In the early days of tackling compliance, ‘clean rooming’ agents was a method used to ensure card numbers couldn’t be inadvertently stored or misused, by ensuring that agents did not write them down or have any means of storing them or communicating them. But this can lead to a very sterile working environment (no pens, paper or mobile phones for instance and often with CCTV monitoring too) and is also not practical to implement or oversee for homeworkers.
Another piecemeal method used was ‘pause and resume’ for call recordings, although whilst this might fix one part of the compliance jigsaw in contact centers, by avoiding capturing the card numbers in the recording, it still leaves the agent and the call center environment in scope of the regulations.

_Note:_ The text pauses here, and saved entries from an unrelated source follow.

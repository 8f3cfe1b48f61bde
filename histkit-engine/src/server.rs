//! In-process repository server
//!
//! [`RemoteHub`] hosts bare repositories on any storage backend and answers
//! the wire protocol as a [`Transport`], so engines can fetch from and push
//! to it without a network. Repositories live under `/<name>` in the hub's
//! storage and are addressed as `<base_url>/<name>`.

use std::collections::HashSet;
use std::sync::Arc;

use async_trait::async_trait;
use bytes::Bytes;
use histkit_core::engine::{EngineError, Result};
use histkit_core::fs::{EngineFs, StorageFs};
use histkit_core::path::resolve_path;
use histkit_core::remote::basic_auth_header;
use histkit_core::storage::FilesApi;
use histkit_core::transport::{
    Headers, Transport, TransportError, TransportRequest, TransportResponse,
};

use crate::config::{CoreSection, RepoConfig};
use crate::object::ObjectId;
use crate::odb::ObjectDb;
use crate::protocol::{
    self, INFO_REFS, PackResponse, RECEIVE_PACK, ReceiveRequest, ReceiveResponse,
    RefAdvertisement, UPLOAD_PACK, UploadRequest, WireObject,
};
use crate::refs::{self, HEADS_PREFIX, Head, RefStore};

/// Server side of one bare repository
pub struct RepositoryServer {
    odb: ObjectDb,
    refs: RefStore,
}

impl RepositoryServer {
    pub fn new(fs: Arc<dyn EngineFs>, git_dir: &str) -> Self {
        Self {
            odb: ObjectDb::new(fs.clone(), git_dir),
            refs: RefStore::new(fs, git_dir),
        }
    }

    pub async fn exists(&self) -> Result<bool> {
        Ok(self.refs.head().await?.is_some())
    }

    pub async fn info_refs(&self) -> Result<RefAdvertisement> {
        let head = match self.refs.head().await? {
            Some(Head::Symbolic(target)) => Some(target),
            _ => None,
        };
        let refs = self.refs.list_with_ids(HEADS_PREFIX).await?.into_iter().collect();
        Ok(RefAdvertisement { head, refs })
    }

    pub async fn upload_pack(&self, request: &UploadRequest) -> Result<PackResponse> {
        let mut known = Vec::new();
        for id in &request.haves {
            if self.odb.contains(id).await? {
                known.push(*id);
            }
        }
        let exclude: HashSet<ObjectId> =
            self.odb.reachable(&known, &HashSet::new()).await?.into_iter().collect();
        let ids = self.odb.reachable(&request.wants, &exclude).await?;

        let mut objects = Vec::with_capacity(ids.len());
        for id in ids {
            objects.push(WireObject::encode(id, &self.odb.read_framed(&id).await?));
        }
        tracing::debug!("upload-pack: sending {} object(s)", objects.len());
        Ok(PackResponse { objects })
    }

    pub async fn receive_pack(&self, request: &ReceiveRequest) -> Result<ReceiveResponse> {
        for object in &request.objects {
            self.odb.write_framed(&object.id, &object.decode()?).await?;
        }

        let mut response = ReceiveResponse {
            ok: true,
            ..Default::default()
        };
        for update in &request.updates {
            let status = self.check_update(update).await?;
            if status == "ok" {
                self.refs.write(&update.name, &update.new).await?;
            } else {
                response.ok = false;
                response.error = Some(format!("{}: {}", update.name, status));
            }
            response.refs.insert(update.name.clone(), status);
        }
        tracing::debug!(
            "receive-pack: {} object(s), {} update(s), ok: {}",
            request.objects.len(),
            request.updates.len(),
            response.ok
        );
        Ok(response)
    }

    async fn check_update(&self, update: &protocol::RefUpdate) -> Result<String> {
        if refs::validate_ref_name(&update.name).is_err() || !update.name.starts_with(HEADS_PREFIX) {
            return Ok("invalid ref name".to_string());
        }
        if !self.odb.contains(&update.new).await? {
            return Ok("missing objects".to_string());
        }
        let current = self.refs.read(&update.name).await?;
        if update.force {
            return Ok("ok".to_string());
        }
        match current {
            None => Ok("ok".to_string()),
            Some(current) if Some(current) != update.old => Ok("stale info".to_string()),
            Some(current) => {
                if self.odb.is_ancestor(&current, &update.new).await? {
                    Ok("ok".to_string())
                } else {
                    Ok("non-fast-forward".to_string())
                }
            }
        }
    }
}

/// Hub of bare repositories served through [`Transport`]
pub struct RemoteHub {
    base_url: String,
    fs: Arc<dyn EngineFs>,
    credentials: Option<(String, String)>,
}

fn response(url: &str, status: u16, message: &str, body: Bytes) -> TransportResponse {
    let mut headers = Headers::new();
    headers.insert("content-type".to_string(), "application/json".to_string());
    TransportResponse {
        url: url.to_string(),
        status,
        status_message: message.to_string(),
        headers,
        body,
    }
}

fn error_response(url: &str, status: u16, message: &str) -> TransportResponse {
    response(url, status, message, Bytes::from(message.to_string()))
}

impl RemoteHub {
    pub fn new(base_url: impl Into<String>, files: Arc<dyn FilesApi>) -> Self {
        Self {
            base_url: base_url.into().trim_end_matches('/').to_string(),
            fs: Arc::new(StorageFs::new(files)),
            credentials: None,
        }
    }

    /// Require Basic credentials on every request
    pub fn with_credentials(mut self, username: impl Into<String>, password: impl Into<String>) -> Self {
        self.credentials = Some((username.into(), password.into()));
        self
    }

    /// URL of a hosted repository
    pub fn url(&self, repository: &str) -> String {
        format!("{}/{}", self.base_url, repository.trim_matches('/'))
    }

    fn server(&self, repository: &str) -> RepositoryServer {
        RepositoryServer::new(self.fs.clone(), &resolve_path(&["/", repository]))
    }

    /// Create an empty bare repository whose HEAD points at `default_branch`
    pub async fn create_repository(&self, repository: &str, default_branch: &str) -> Result<()> {
        let git_dir = resolve_path(&["/", repository]);
        let refs = RefStore::new(self.fs.clone(), &git_dir);
        if refs.head().await?.is_some() {
            return Err(EngineError::AlreadyExists(repository.to_string()));
        }
        refs.set_head(&Head::Symbolic(refs::branch_ref(default_branch)))
            .await?;
        let config = RepoConfig {
            core: CoreSection {
                bare: true,
                default_branch: default_branch.to_string(),
            },
            ..Default::default()
        };
        config.save(self.fs.as_ref(), &git_dir).await?;
        tracing::info!("Created repository {}", self.url(repository));
        Ok(())
    }

    /// Commit id of a branch of a hosted repository
    pub async fn branch_head(&self, repository: &str, branch: &str) -> Result<Option<String>> {
        let refs = RefStore::new(self.fs.clone(), &resolve_path(&["/", repository]));
        Ok(refs.read(&refs::branch_ref(branch)).await?.map(|id| id.to_hex()))
    }

    /// Move a branch of a hosted repository, the way an integration on the
    /// server side would
    pub async fn set_branch(&self, repository: &str, branch: &str, commit_id: &str) -> Result<()> {
        let git_dir = resolve_path(&["/", repository]);
        let id = ObjectId::parse(commit_id)?;
        let odb = ObjectDb::new(self.fs.clone(), &git_dir);
        if !odb.contains(&id).await? {
            return Err(EngineError::NotFound(format!("object {}", id)));
        }
        RefStore::new(self.fs.clone(), &git_dir)
            .write(&refs::branch_ref(branch), &id)
            .await
    }

    fn authorized(&self, request: &TransportRequest) -> bool {
        match &self.credentials {
            None => true,
            Some((username, password)) => request
                .headers
                .get("authorization")
                .is_some_and(|value| *value == basic_auth_header(username, password)),
        }
    }

    async fn dispatch(&self, request: &TransportRequest) -> Result<TransportResponse> {
        let url = request.url.as_str();
        let Some(path) = url.strip_prefix(self.base_url.as_str()) else {
            return Ok(error_response(url, 404, "Not Found"));
        };
        let path = path.split('?').next().unwrap_or(path);
        let route = [INFO_REFS, UPLOAD_PACK, RECEIVE_PACK]
            .into_iter()
            .find_map(|action| {
                path.strip_suffix(action)
                    .and_then(|rest| rest.strip_suffix('/'))
                    .map(|repository| (repository, action))
            });
        let Some((repository, action)) = route else {
            return Ok(error_response(url, 404, "Not Found"));
        };

        let server = self.server(repository);
        if !server.exists().await? {
            return Ok(error_response(url, 404, "Repository not found"));
        }

        let body = match (request.method.as_str(), action) {
            ("GET", INFO_REFS) => protocol::encode(&server.info_refs().await?)?,
            ("POST", UPLOAD_PACK) => {
                let req: UploadRequest = protocol::decode(UPLOAD_PACK, &request.body)?;
                protocol::encode(&server.upload_pack(&req).await?)?
            }
            ("POST", RECEIVE_PACK) => {
                let req: ReceiveRequest = protocol::decode(RECEIVE_PACK, &request.body)?;
                protocol::encode(&server.receive_pack(&req).await?)?
            }
            _ => return Ok(error_response(url, 405, "Method Not Allowed")),
        };
        Ok(response(url, 200, "OK", Bytes::from(body)))
    }
}

#[async_trait]
impl Transport for RemoteHub {
    async fn request(&self, request: TransportRequest) -> std::result::Result<TransportResponse, TransportError> {
        if !self.authorized(&request) {
            tracing::debug!("Rejecting unauthenticated request to {}", request.url);
            return Ok(error_response(&request.url, 401, "Unauthorized"));
        }
        match self.dispatch(&request).await {
            Ok(response) => Ok(response),
            Err(e) => {
                tracing::error!("Request to {} failed: {}", request.url, e);
                let status = match e {
                    EngineError::Corrupt(_) => 400,
                    EngineError::NotFound(_) => 404,
                    _ => 500,
                };
                Ok(error_response(&request.url, status, &e.to_string()))
            }
        }
    }
}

So the current industry buzzword is ‘descoping’ i.e. ensuring that the customer’s card data doesn’t enter the call center at all, by letting the customer use new keypad payment by phone technology (DTMF touchtones) to enter their own card numbers, either with the agent live on the phone or using a menu-driven IVR customer self- service system (or both options to suit the circumstances).
Such DTMF payment systems are often hosted or ‘cloud based’ managed services (including Syntec’s CardEasy system), which means that as they are web-based they can be used by your home and remote workers just as easily as in your contact center.

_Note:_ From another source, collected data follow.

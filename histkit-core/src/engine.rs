//! Version-control engine capability interface
//!
//! The workflow layer treats the engine as an opaque collaborator. Every call
//! carries an [`EngineContext`] with the filesystem contract the engine must
//! use for all of its I/O, the working and control directories, and the
//! author identity.

use std::collections::BTreeMap;
use std::sync::Arc;

use async_trait::async_trait;
use serde::{Deserialize, Serialize};

use crate::fs::{EngineFs, FsError};
use crate::transport::{AuthCallback, Transport, TransportError};

/// Result type for engine operations
pub type Result<T> = std::result::Result<T, EngineError>;

/// Errors reported by engines
#[derive(Debug, thiserror::Error)]
pub enum EngineError {
    #[error("Not found: {0}")]
    NotFound(String),

    #[error("Already exists: {0}")]
    AlreadyExists(String),

    #[error("Checkout conflict: {} file(s) would be overwritten: {}", .0.len(), .0.join(", "))]
    CheckoutConflict(Vec<String>),

    #[error("Push rejected: {0}")]
    PushRejected(String),

    #[error("Corrupt object: {0}")]
    Corrupt(String),

    #[error("Filesystem error: {0}")]
    Fs(#[from] FsError),

    #[error("Transport error: {0}")]
    Transport(#[from] TransportError),

    #[error("Engine error: {0}")]
    Backend(String),
}

/// Commit author / committer identity
#[derive(Debug, Clone, PartialEq, Eq, Serialize, Deserialize)]
pub struct Author {
    pub name: String,
    pub email: String,
}

/// Per-call context passed to every engine operation
#[derive(Clone)]
pub struct EngineContext {
    /// Filesystem contract for all engine I/O
    pub fs: Arc<dyn EngineFs>,
    /// Working tree root (absolute)
    pub dir: String,
    /// Control directory (absolute)
    pub git_dir: String,
    pub author: Author,
}

/// Options for [`VcsEngine::branch`]
#[derive(Debug, Clone, Default)]
pub struct BranchOptions {
    /// Branch name
    pub reference: String,
    /// Start point (defaults to HEAD)
    pub object: Option<String>,
    /// Point HEAD at the new branch
    pub checkout: bool,
}

/// Options for [`VcsEngine::checkout`]
#[derive(Debug, Clone, Default)]
pub struct CheckoutOptions {
    /// Branch name, fully qualified ref or commit id
    pub reference: String,
    /// Overwrite uncommitted changes
    pub force: bool,
    /// Set up tracking of the remote branch with the same name
    pub track: bool,
    /// Remote used for tracking (defaults to "origin")
    pub remote: Option<String>,
}

/// Options for [`VcsEngine::commit`]
#[derive(Debug, Clone, Default)]
pub struct CommitOptions {
    pub message: String,
    /// Ref to advance (defaults to the ref HEAD points to)
    pub reference: Option<String>,
}

/// Options for [`VcsEngine::fetch`]
#[derive(Clone)]
pub struct FetchOptions {
    pub url: String,
    /// Remote name under which tracking refs are written
    pub remote: String,
    /// Branch to fetch
    pub reference: String,
    pub single_branch: bool,
    pub auth: Option<AuthCallback>,
}

/// Options for [`VcsEngine::push`]
#[derive(Clone)]
pub struct PushOptions {
    pub url: String,
    pub remote: String,
    /// Local ref to push
    pub reference: String,
    /// Remote ref to update
    pub remote_ref: String,
    pub force: bool,
    pub auth: Option<AuthCallback>,
}

/// Outcome of a fetch
#[derive(Debug, Clone, Default, PartialEq, Eq, Serialize, Deserialize)]
pub struct FetchResult {
    /// Commit id of the fetched branch head, `None` if the branch is absent
    pub fetch_head: Option<String>,
    /// Number of objects written locally
    pub objects_received: usize,
}

/// Outcome of a push
#[derive(Debug, Clone, Default, PartialEq, Eq, Serialize, Deserialize)]
pub struct PushResult {
    pub ok: bool,
    /// Per-ref status messages
    pub refs: BTreeMap<String, String>,
    pub error: Option<String>,
}

/// Configured remote
#[derive(Debug, Clone, PartialEq, Eq, Serialize, Deserialize)]
pub struct RemoteEntry {
    pub remote: String,
    pub url: String,
}

/// Commit content
#[derive(Debug, Clone, PartialEq, Eq, Serialize, Deserialize)]
pub struct CommitData {
    pub message: String,
    pub tree: String,
    pub parent: Vec<String>,
    pub author: Author,
    /// Unix seconds
    pub timestamp: i64,
}

/// Entry of a commit log
#[derive(Debug, Clone, PartialEq, Eq, Serialize, Deserialize)]
pub struct CommitEntry {
    pub oid: String,
    pub commit: CommitData,
}

/// Engine capabilities consumed by the workflow
#[async_trait]
pub trait VcsEngine: Send + Sync {
    /// Create the repository structure in the control directory
    async fn init(&self, ctx: &EngineContext, default_branch: &str) -> Result<()>;

    /// Create a branch
    async fn branch(&self, ctx: &EngineContext, options: BranchOptions) -> Result<()>;

    /// Update the working tree (and HEAD) to a branch, ref or commit
    async fn checkout(&self, ctx: &EngineContext, options: CheckoutOptions) -> Result<()>;

    /// Record the index as a new commit, returning its id
    async fn commit(&self, ctx: &EngineContext, options: CommitOptions) -> Result<String>;

    /// Stage a workspace-relative path
    async fn add(&self, ctx: &EngineContext, filepath: &str) -> Result<()>;

    /// Commits reachable from `reference`, newest first
    async fn log(
        &self,
        ctx: &EngineContext,
        reference: &str,
        depth: Option<usize>,
    ) -> Result<Vec<CommitEntry>>;

    /// Name of the checked out branch, `None` when HEAD is detached
    async fn current_branch(&self, ctx: &EngineContext) -> Result<Option<String>>;

    /// Local branch names, sorted
    async fn list_branches(&self, ctx: &EngineContext) -> Result<Vec<String>>;

    async fn list_remotes(&self, ctx: &EngineContext) -> Result<Vec<RemoteEntry>>;

    /// Register a remote; `force` overwrites an existing one
    async fn add_remote(&self, ctx: &EngineContext, remote: &str, url: &str, force: bool) -> Result<()>;

    /// Status code of a workspace-relative path
    async fn status(&self, ctx: &EngineContext, filepath: &str) -> Result<String>;

    async fn is_ignored(&self, ctx: &EngineContext, filepath: &str) -> Result<bool>;

    async fn fetch(
        &self,
        ctx: &EngineContext,
        transport: &dyn Transport,
        options: FetchOptions,
    ) -> Result<FetchResult>;

    async fn push(
        &self,
        ctx: &EngineContext,
        transport: &dyn Transport,
        options: PushOptions,
    ) -> Result<PushResult>;

    /// Point a ref at a commit id
    async fn write_ref(&self, ctx: &EngineContext, reference: &str, value: &str, force: bool) -> Result<()>;

    /// Commit id a ref points to
    async fn resolve_ref(&self, ctx: &EngineContext, reference: &str) -> Result<String>;
}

And this is very timely when it comes to outsourcers too.
As Jamie Liddell, Editor of Outsource says, “Compliance is a hugely complex issue and businesses retain final legal responsibility for their customers’ data even if they have outsourced pretty much everything to do with its handling – but of course for outsourcers there is a huge reputational risk associated with bad practice”
DTMF transmission of the card numbers via a hosted system integrated with the merchant’s own PSP is just as relevant for use by outsourcers as it is for the merchant, whether servicing the merchant’s outsourced calls for them or just for disaster recovery back-up. And since v 3.0 of the PCI DSS standard now requires merchants to take responsibility for the security of their service providers too, this provides outsourcers with an ideal way to offer reassurance to their own merchant customers that they can provide a fully PCI DSS compliant phone payment service ‘out of the box’, working seamlessly with the payment gateways and back-office CRM systems of their various merchant customers if they choose the right hosted systems provider.
At Syntec we’ve recently seen a surge of interest in such PCI solutions from outsourcers both in the UK and internationally, either because they are taking the pro-active approach of adding competitive advantage to their own service offering; or because their merchant customers are pushing them into it as part of their PCI DSS compliance projects, with v 3.0 of the regulations in mind and an annual PCI audit looming .
Either way, another part of the PCI DSS jigsaw is now falling into place, which can only be re-assuring for end- consumers, who our research continues to indicate remain very concerned when asked still to read their card details out over the phone, whoever it is by and wherever that phone payment is being taken.